Apologies for reprinting a quote used previously, but it provides a fitting punctuation for points made thus far. Adam Phillips, as reported in an interview described by Choder-Goldman (2014), said:
I think if people don’t care about each other, nothing’s going to happen, and if people aren’t moved by each other, nothing is going to happen. (p. 342)
Care, involvement, engagement, feeling moved, are certainly required. And, yet, as Aron (1996) portrays with his phrase, “mutual but asymmetrical” (p. 43) intimacy, psychoanalytic practitioners remain responsible for the asymmetry. Perhaps here, finally, a hard and fast rule exists. However clinicians manage the dance between the real and the professional, they hold the reigns when it comes to maintaining the frame.
Aron, L. (1996). A Meeting of Minds: Mutuality in Psychoanalysis. Hillsdale: The Analytic Press.
Choder-Goldman, J. (2014). An Interview with Adam Phillips. Psychoanalytic Perspectives, 11(3):334-347.
Davies, J.M. (1994). Love in the afternoon: A relational reconsideration of desire and dread in the countertransference. Psychoanalytic Dialogue, 4, 153-170. doi: 10.1080/10481889409539011
Freud, S. (1912) Recommendations to physicians practicing psychoanalysis. Standard Edition, 12:109-120.
Gabbard, G.O. (2016). Boundaries and Boundary Violations in Psychoanalysis. Second Edition.

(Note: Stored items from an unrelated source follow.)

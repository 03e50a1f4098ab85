//! # Module registry - identity → record arena with ancestry queries.
//!
//! The registry tracks every instantiated module of one application:
//! - `records`: identity → [`ModuleRecord`]
//! - `mounts`: parent identity → mount name → child identity
//! - [`Ancestry`]: identity → parent identity, plus the positive-answer cache
//!
//! ## Architecture
//! ```text
//! ModuleFactory::instantiate ──► ModuleContext::add(child)
//!                                   └─► Registry::register(Some(parent), child, mount)
//!                                          ├─► records[child.id]       = child
//!                                          ├─► mounts[parent][mount]   = child.id
//!                                          └─► ancestry.link(child.id, parent)
//!
//! ModuleFactory::instantiate_root ──► Registry::register(None, root, mount)
//! ```
//!
//! ## Rules
//! - A registry handle is passed down explicitly (`Arc<Registry>`); there is
//!   no process-wide instance, so applications and tests never share state.
//! - Records live as long as the registry. The only removal is
//!   [`discard_descendants`](Registry::discard_descendants), which drops the
//!   children a module registered before its own build failed.
//! - Lookups of unknown identities fail loudly with [`ModuleError::NotFound`].
//! - Registration is lock-protected, so concurrent construction is safe.

use std::collections::{BTreeMap, BTreeSet, HashMap, HashSet};
use std::fmt::Write as _;
use std::sync::Arc;

use parking_lot::RwLock;

use crate::config::FailurePolicy;
use crate::core::ancestry::Ancestry;
use crate::error::ModuleError;
use crate::identity::ModuleId;
use crate::module::ModuleRecord;

#[derive(Default)]
struct Inner {
    records: HashMap<ModuleId, Arc<ModuleRecord>>,
    names: HashMap<ModuleId, Option<String>>,
    mounts: HashMap<ModuleId, BTreeMap<String, ModuleId>>,
    order: Vec<ModuleId>,
}

/// Registry of instantiated modules.
pub struct Registry {
    inner: RwLock<Inner>,
    ancestry: Arc<Ancestry>,
    policy: FailurePolicy,
}

/// One registered module, as exposed by [`Registry::snapshot`].
#[derive(Debug, Clone, PartialEq, Eq)]
pub struct ModuleEntry {
    /// Module identity.
    pub id: ModuleId,
    /// Parent identity (`None` for top-level modules).
    pub parent: Option<ModuleId>,
    /// Mount name under the parent (or the root's own mount name).
    pub mount: Option<String>,
}

/// Full registry state for debugging.
#[derive(Debug, Clone, PartialEq, Eq)]
pub struct RegistrySnapshot {
    /// Modules in registration order.
    pub modules: Vec<ModuleEntry>,
    /// Ancestry cache: descendant → ancestors proven so far.
    pub cache: BTreeMap<ModuleId, BTreeSet<ModuleId>>,
}

impl Registry {
    /// Creates a new, empty registry with the default failure policy.
    pub fn new() -> Arc<Self> {
        Self::with_policy(FailurePolicy::default())
    }

    /// Creates a new, empty registry whose modules supervise their routines with `policy`.
    pub fn with_policy(policy: FailurePolicy) -> Arc<Self> {
        Arc::new(Self {
            inner: RwLock::new(Inner::default()),
            ancestry: Arc::new(Ancestry::new()),
            policy,
        })
    }

    /// Failure policy for routine groups composed under this registry.
    pub fn failure_policy(&self) -> FailurePolicy {
        self.policy
    }

    /// Records `record` under `parent` at `mount`.
    ///
    /// Fails with [`ModuleError::Duplicate`] if the identity is already known.
    pub fn register(
        &self,
        parent: Option<ModuleId>,
        record: Arc<ModuleRecord>,
        mount: Option<&str>,
    ) -> Result<(), ModuleError> {
        let id = record.id();
        {
            let mut inner = self.inner.write();
            if inner.records.contains_key(&id) {
                return Err(ModuleError::Duplicate { id });
            }
            inner.records.insert(id, record);
            inner.names.insert(id, mount.map(str::to_string));
            inner.order.push(id);
            if let (Some(parent), Some(mount)) = (parent, mount) {
                inner
                    .mounts
                    .entry(parent)
                    .or_default()
                    .insert(mount.to_string(), id);
            }
        }
        if let Some(parent) = parent {
            self.ancestry.link(id, parent);
        }

        tracing::debug!(
            module = %id,
            parent = ?parent.map(ModuleId::as_u64),
            mount = mount.unwrap_or("<unmounted>"),
            "module registered"
        );
        Ok(())
    }

    /// Returns the record registered under `id`.
    pub fn lookup(&self, id: ModuleId) -> Result<Arc<ModuleRecord>, ModuleError> {
        self.inner
            .read()
            .records
            .get(&id)
            .cloned()
            .ok_or(ModuleError::NotFound { id })
    }

    /// Returns the child of `parent` mounted at `mount`.
    pub fn child(&self, parent: ModuleId, mount: &str) -> Result<Arc<ModuleRecord>, ModuleError> {
        let inner = self.inner.read();
        let id = inner
            .mounts
            .get(&parent)
            .and_then(|m| m.get(mount))
            .copied()
            .ok_or_else(|| ModuleError::UnknownMount {
                parent,
                mount: mount.to_string(),
            })?;
        inner
            .records
            .get(&id)
            .cloned()
            .ok_or(ModuleError::NotFound { id })
    }

    /// Children of `parent` keyed by mount name.
    pub fn children(&self, parent: ModuleId) -> BTreeMap<String, Arc<ModuleRecord>> {
        let inner = self.inner.read();
        let Some(mounts) = inner.mounts.get(&parent) else {
            return BTreeMap::new();
        };
        mounts
            .iter()
            .filter_map(|(mount, id)| inner.records.get(id).map(|r| (mount.clone(), r.clone())))
            .collect()
    }

    /// True if `candidate` is `id` or one of its ancestors.
    pub fn is_ancestor(&self, candidate: ModuleId, id: ModuleId) -> bool {
        self.ancestry.is_ancestor(candidate, id)
    }

    /// Parent of `id`, if it has one.
    pub fn parent_of(&self, id: ModuleId) -> Option<ModuleId> {
        self.ancestry.parent_of(id)
    }

    /// Shared handle to the ancestry index (used by scoped reducers and subscriptions).
    pub fn ancestry(&self) -> Arc<Ancestry> {
        Arc::clone(&self.ancestry)
    }

    /// Removes every registered descendant of `id` and returns how many
    /// there were. `id` itself is expected to be unregistered: it is the
    /// module whose build failed after adding children.
    pub(crate) fn discard_descendants(&self, id: ModuleId) -> usize {
        let mut inner = self.inner.write();
        let doomed: HashSet<ModuleId> = inner
            .order
            .iter()
            .copied()
            .filter(|m| self.ancestry.walk(id, *m))
            .collect();
        inner.mounts.remove(&id);
        if doomed.is_empty() {
            return 0;
        }

        inner.records.retain(|m, _| !doomed.contains(m));
        inner.names.retain(|m, _| !doomed.contains(m));
        inner.mounts.retain(|m, _| !doomed.contains(m));
        inner.order.retain(|m| !doomed.contains(m));
        drop(inner);

        self.ancestry.forget(&doomed);
        doomed.len()
    }

    /// True if no module has been registered yet.
    pub fn is_empty(&self) -> bool {
        self.inner.read().records.is_empty()
    }

    /// Number of registered modules.
    pub fn len(&self) -> usize {
        self.inner.read().records.len()
    }

    /// Copies the full registry state.
    pub fn snapshot(&self) -> RegistrySnapshot {
        let inner = self.inner.read();
        let modules = inner
            .order
            .iter()
            .map(|id| ModuleEntry {
                id: *id,
                parent: self.ancestry.parent_of(*id),
                mount: inner.names.get(id).cloned().flatten(),
            })
            .collect();
        RegistrySnapshot {
            modules,
            cache: self.ancestry.cached(),
        }
    }

    /// Renders the module tree, one line per module labelled `"<mount> | <id>"`.
    ///
    /// Top-level modules (no registered parent) start a tree each; modules
    /// without a mount name are labelled `root`.
    ///
    /// ```text
    /// app | 1
    /// ├── a | 2
    /// │   └── b | 3
    /// └── c | 4
    /// ```
    pub fn render_tree(&self) -> String {
        let snapshot = self.snapshot();
        let mut children: HashMap<ModuleId, Vec<&ModuleEntry>> = HashMap::new();
        let mut roots = Vec::new();
        let known: BTreeSet<ModuleId> = snapshot.modules.iter().map(|m| m.id).collect();

        for entry in &snapshot.modules {
            match entry.parent {
                Some(parent) if known.contains(&parent) => {
                    children.entry(parent).or_default().push(entry)
                }
                _ => roots.push(entry),
            }
        }

        let mut out = String::new();
        for root in roots {
            let _ = writeln!(out, "{}", label(root));
            render_children(&children, root.id, "", &mut out);
        }
        out
    }
}

fn label(entry: &ModuleEntry) -> String {
    format!("{} | {}", entry.mount.as_deref().unwrap_or("root"), entry.id)
}

fn render_children(
    children: &HashMap<ModuleId, Vec<&ModuleEntry>>,
    parent: ModuleId,
    prefix: &str,
    out: &mut String,
) {
    let Some(nodes) = children.get(&parent) else {
        return;
    };
    for (i, node) in nodes.iter().enumerate() {
        let last = i + 1 == nodes.len();
        let (branch, indent) = if last {
            ("└── ", "    ")
        } else {
            ("├── ", "│   ")
        };
        let _ = writeln!(out, "{prefix}{branch}{}", label(node));
        render_children(children, node.id, &format!("{prefix}{indent}"), out);
    }
}

#[cfg(test)]
mod tests {
    use super::*;
    use crate::module::ModuleRecord;

    fn record() -> Arc<ModuleRecord> {
        Arc::new(ModuleRecord::bare(ModuleId::next()))
    }

    #[test]
    fn empty_until_first_registration() {
        let registry = Registry::new();
        assert!(registry.is_empty());

        registry.register(None, record(), Some("app")).unwrap();
        assert!(!registry.is_empty());
        assert_eq!(registry.len(), 1);
    }

    #[test]
    fn lookup_unknown_is_not_found() {
        let registry = Registry::new();
        let id = ModuleId::next();
        match registry.lookup(id) {
            Err(ModuleError::NotFound { id: missing }) => assert_eq!(missing, id),
            other => panic!("expected NotFound, got {:?}", other.map(|r| r.id())),
        }
    }

    #[test]
    fn duplicate_registration_is_rejected() {
        let registry = Registry::new();
        let rec = record();
        registry.register(None, rec.clone(), None).unwrap();
        assert_eq!(
            registry.register(None, rec.clone(), None),
            Err(ModuleError::Duplicate { id: rec.id() })
        );
    }

    #[test]
    fn children_are_indexed_by_mount() {
        let registry = Registry::new();
        let root = record();
        let a = record();
        registry.register(None, root.clone(), Some("app")).unwrap();
        registry.register(Some(root.id()), a.clone(), Some("a")).unwrap();

        assert_eq!(registry.child(root.id(), "a").unwrap().id(), a.id());
        assert_eq!(registry.children(root.id()).len(), 1);
        assert!(matches!(
            registry.child(root.id(), "zzz"),
            Err(ModuleError::UnknownMount { .. })
        ));
        assert!(registry.is_ancestor(root.id(), a.id()));
        assert!(!registry.is_ancestor(a.id(), root.id()));
    }

    #[test]
    fn ancestry_follows_registration_sequence() {
        // app ─┬─ a ── b
        //      └─ c
        let registry = Registry::new();
        let (app, a, b, c) = (record(), record(), record(), record());
        registry.register(Some(a.id()), b.clone(), Some("b")).unwrap();
        registry.register(Some(app.id()), a.clone(), Some("a")).unwrap();
        registry.register(Some(app.id()), c.clone(), Some("c")).unwrap();
        registry.register(None, app.clone(), Some("app")).unwrap();

        let ids = [app.id(), a.id(), b.id(), c.id()];
        let descendants = |x: ModuleId| -> Vec<ModuleId> {
            if x == app.id() {
                ids.to_vec()
            } else if x == a.id() {
                vec![a.id(), b.id()]
            } else {
                vec![x]
            }
        };
        for x in ids {
            for y in ids {
                assert_eq!(
                    registry.is_ancestor(x, y),
                    descendants(x).contains(&y),
                    "is_ancestor({x}, {y})"
                );
            }
        }
    }

    #[test]
    fn discarding_drops_the_failed_subtree_only() {
        // failed (never registered) ── a ── b ; other
        let registry = Registry::new();
        let failed = ModuleId::next();
        let (a, b, other) = (record(), record(), record());
        registry.register(Some(failed), a.clone(), Some("a")).unwrap();
        registry.register(Some(a.id()), b.clone(), Some("b")).unwrap();
        registry.register(None, other.clone(), Some("other")).unwrap();
        assert!(registry.is_ancestor(failed, b.id()));

        assert_eq!(registry.discard_descendants(failed), 2);
        assert_eq!(registry.len(), 1);
        assert!(registry.lookup(a.id()).is_err());
        assert!(registry.children(failed).is_empty());
        assert!(registry.snapshot().cache.is_empty());
        assert_eq!(registry.render_tree(), format!("other | {}\n", other.id()));

        assert_eq!(registry.discard_descendants(other.id()), 0);
        assert_eq!(registry.len(), 1);
    }

    #[test]
    fn renders_nested_tree() {
        let registry = Registry::new();
        let (app, a, b, c) = (record(), record(), record(), record());
        registry.register(Some(a.id()), b.clone(), Some("b")).unwrap();
        registry.register(Some(app.id()), a.clone(), Some("a")).unwrap();
        registry.register(Some(app.id()), c.clone(), Some("c")).unwrap();
        registry.register(None, app.clone(), None).unwrap();

        let expected = format!(
            "root | {}\n├── a | {}\n│   └── b | {}\n└── c | {}\n",
            app.id(),
            a.id(),
            b.id(),
            c.id()
        );
        assert_eq!(registry.render_tree(), expected);
    }

    #[test]
    fn snapshot_exposes_edges_and_cache() {
        let registry = Registry::new();
        let (app, a) = (record(), record());
        registry.register(Some(app.id()), a.clone(), Some("a")).unwrap();
        registry.register(None, app.clone(), Some("app")).unwrap();
        assert!(registry.is_ancestor(app.id(), a.id()));

        let snap = registry.snapshot();
        assert_eq!(snap.modules.len(), 2);
        assert_eq!(snap.modules[0].parent, Some(app.id()));
        assert_eq!(snap.modules[1].mount.as_deref(), Some("app"));
        assert_eq!(snap.cache[&a.id()], BTreeSet::from([app.id()]));
    }
}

Washington, DC: American Psychiatric Association.
Langs, R. (2005). The technique of psychoanalytic therapy. (Volumes 1 and 2). New York: Rowman and Littlefield. (Original work published in 1973).
Mills, J. (2005). A Critique of Relational Psychoanalysis. Psychoanalytic Psychology, 22(2):155-188.
Mills, J. (2012). Conundrums: A Critique of Contemporary Psychoanalysis. New York: Routledge.
Ringstrom, P. (2018). Three dimensional field theory: Dramatization and improvisation in a psychoanalytic theory of change. Psychoanal. Dialogues,28:379-396.
Szasz, T. (1988). The ethics of psychoanalysis. Syracuse: The Syracuse University Press.